Stored entries
== Segment start ==

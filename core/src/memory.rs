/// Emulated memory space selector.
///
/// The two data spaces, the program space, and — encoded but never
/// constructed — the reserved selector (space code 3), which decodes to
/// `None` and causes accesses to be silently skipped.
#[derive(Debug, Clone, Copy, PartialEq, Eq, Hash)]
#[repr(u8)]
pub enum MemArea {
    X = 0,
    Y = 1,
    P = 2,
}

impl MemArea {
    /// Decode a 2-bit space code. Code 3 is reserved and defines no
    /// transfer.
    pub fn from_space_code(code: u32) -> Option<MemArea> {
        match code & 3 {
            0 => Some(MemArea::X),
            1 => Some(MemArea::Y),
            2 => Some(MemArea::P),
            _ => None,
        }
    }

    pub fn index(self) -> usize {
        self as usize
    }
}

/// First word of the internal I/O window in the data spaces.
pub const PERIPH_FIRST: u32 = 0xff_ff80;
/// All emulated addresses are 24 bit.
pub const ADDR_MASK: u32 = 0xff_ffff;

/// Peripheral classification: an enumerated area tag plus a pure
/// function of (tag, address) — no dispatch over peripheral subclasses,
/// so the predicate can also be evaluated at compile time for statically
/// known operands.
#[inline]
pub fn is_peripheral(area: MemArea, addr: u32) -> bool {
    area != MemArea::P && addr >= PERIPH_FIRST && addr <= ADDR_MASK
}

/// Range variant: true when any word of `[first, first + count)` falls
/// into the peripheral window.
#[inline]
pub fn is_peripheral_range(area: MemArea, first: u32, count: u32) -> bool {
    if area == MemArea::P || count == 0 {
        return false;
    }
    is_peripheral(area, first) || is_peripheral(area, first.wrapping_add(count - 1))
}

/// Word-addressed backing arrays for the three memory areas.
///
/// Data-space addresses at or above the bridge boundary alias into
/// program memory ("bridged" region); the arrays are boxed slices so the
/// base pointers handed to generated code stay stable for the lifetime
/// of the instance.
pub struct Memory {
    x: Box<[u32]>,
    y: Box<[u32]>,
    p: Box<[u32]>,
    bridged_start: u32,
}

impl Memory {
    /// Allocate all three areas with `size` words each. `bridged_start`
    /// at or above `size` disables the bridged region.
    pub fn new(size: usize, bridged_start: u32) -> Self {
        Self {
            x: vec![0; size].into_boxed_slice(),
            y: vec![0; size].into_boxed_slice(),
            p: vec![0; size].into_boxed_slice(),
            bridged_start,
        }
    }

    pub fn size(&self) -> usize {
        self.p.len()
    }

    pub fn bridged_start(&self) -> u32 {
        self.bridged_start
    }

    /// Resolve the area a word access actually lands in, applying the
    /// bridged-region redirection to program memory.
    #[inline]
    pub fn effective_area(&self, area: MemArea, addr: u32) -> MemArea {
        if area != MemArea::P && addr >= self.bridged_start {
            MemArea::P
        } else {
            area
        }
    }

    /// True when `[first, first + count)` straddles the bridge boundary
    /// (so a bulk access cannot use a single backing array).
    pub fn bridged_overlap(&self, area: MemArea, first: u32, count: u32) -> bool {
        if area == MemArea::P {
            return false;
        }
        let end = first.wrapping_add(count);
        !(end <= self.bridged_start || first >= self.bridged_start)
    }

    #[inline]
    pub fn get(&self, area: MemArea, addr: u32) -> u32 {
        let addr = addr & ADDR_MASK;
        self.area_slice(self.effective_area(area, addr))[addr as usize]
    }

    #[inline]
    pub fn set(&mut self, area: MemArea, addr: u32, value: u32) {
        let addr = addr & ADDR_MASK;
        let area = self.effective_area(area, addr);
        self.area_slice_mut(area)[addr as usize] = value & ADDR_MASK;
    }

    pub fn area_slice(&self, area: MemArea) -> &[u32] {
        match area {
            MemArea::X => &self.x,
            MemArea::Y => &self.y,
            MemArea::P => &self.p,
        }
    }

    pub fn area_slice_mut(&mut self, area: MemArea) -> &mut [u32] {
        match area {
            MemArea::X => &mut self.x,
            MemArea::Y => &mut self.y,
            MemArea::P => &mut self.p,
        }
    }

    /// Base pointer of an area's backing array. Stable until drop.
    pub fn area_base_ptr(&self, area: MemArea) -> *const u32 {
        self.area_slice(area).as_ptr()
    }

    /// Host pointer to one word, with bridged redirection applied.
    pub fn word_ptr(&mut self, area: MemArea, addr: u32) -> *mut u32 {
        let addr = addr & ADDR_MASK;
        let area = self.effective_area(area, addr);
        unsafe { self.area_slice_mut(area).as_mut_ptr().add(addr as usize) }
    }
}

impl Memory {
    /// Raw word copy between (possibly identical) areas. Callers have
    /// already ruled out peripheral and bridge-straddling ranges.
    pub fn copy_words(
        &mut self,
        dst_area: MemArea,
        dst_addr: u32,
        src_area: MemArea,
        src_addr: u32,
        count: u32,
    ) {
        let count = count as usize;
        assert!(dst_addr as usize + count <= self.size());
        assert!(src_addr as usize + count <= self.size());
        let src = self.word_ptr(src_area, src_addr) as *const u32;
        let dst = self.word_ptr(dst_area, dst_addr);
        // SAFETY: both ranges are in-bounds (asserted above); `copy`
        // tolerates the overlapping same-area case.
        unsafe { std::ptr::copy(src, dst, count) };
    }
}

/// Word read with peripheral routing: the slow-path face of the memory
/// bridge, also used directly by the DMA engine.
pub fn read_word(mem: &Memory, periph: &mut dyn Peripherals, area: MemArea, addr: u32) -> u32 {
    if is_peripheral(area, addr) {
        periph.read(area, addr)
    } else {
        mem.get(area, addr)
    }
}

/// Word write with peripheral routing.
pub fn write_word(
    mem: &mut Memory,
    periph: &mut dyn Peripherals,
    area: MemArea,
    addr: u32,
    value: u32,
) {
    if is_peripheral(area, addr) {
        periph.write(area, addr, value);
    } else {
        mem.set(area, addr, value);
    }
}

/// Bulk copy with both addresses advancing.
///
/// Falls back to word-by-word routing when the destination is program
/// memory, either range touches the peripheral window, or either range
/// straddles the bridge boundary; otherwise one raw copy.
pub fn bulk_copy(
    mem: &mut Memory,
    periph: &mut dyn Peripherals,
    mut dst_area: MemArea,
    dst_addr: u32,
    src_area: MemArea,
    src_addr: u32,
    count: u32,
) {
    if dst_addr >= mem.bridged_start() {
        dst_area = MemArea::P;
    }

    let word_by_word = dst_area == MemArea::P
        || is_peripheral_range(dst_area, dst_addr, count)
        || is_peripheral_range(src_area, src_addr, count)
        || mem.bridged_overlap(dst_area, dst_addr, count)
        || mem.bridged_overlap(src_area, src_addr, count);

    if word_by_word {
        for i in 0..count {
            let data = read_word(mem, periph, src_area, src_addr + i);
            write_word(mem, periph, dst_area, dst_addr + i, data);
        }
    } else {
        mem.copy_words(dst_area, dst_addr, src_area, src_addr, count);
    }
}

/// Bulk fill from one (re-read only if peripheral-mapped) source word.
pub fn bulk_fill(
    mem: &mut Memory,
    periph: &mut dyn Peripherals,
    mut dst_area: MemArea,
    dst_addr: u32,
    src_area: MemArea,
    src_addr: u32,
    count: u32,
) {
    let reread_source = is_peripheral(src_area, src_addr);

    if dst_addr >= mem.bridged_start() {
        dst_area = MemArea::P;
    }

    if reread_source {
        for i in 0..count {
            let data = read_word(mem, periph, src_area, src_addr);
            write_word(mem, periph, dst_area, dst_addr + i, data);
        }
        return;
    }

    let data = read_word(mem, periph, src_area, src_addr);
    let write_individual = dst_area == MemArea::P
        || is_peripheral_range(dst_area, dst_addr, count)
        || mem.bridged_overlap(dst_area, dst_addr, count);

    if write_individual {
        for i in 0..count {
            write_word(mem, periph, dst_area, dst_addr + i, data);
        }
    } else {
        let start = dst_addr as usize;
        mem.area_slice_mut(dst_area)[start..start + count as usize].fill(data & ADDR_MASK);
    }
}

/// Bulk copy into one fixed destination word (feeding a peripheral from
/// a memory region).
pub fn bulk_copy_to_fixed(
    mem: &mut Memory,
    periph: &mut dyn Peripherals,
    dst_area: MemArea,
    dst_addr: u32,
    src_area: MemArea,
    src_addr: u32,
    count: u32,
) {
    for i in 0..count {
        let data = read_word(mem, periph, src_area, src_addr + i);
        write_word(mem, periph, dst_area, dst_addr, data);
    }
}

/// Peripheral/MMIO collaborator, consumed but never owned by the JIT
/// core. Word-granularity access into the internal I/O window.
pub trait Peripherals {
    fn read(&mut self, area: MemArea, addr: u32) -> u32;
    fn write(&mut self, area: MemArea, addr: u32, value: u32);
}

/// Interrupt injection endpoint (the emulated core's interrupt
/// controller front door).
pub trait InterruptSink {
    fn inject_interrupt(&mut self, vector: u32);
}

== Segment end ==

### EXERCISE BRIEF
Which lines in the entries above contain "value"? Pull each of them out.

### FINISHED TASK
    pub fn set(&mut self, area: MemArea, addr: u32, value: u32) {
        self.area_slice_mut(area)[addr as usize] = value & ADDR_MASK;
    value: u32,
        periph.write(area, addr, value);
        mem.set(area, addr, value);
    fn write(&mut self, area: MemArea, addr: u32, value: u32);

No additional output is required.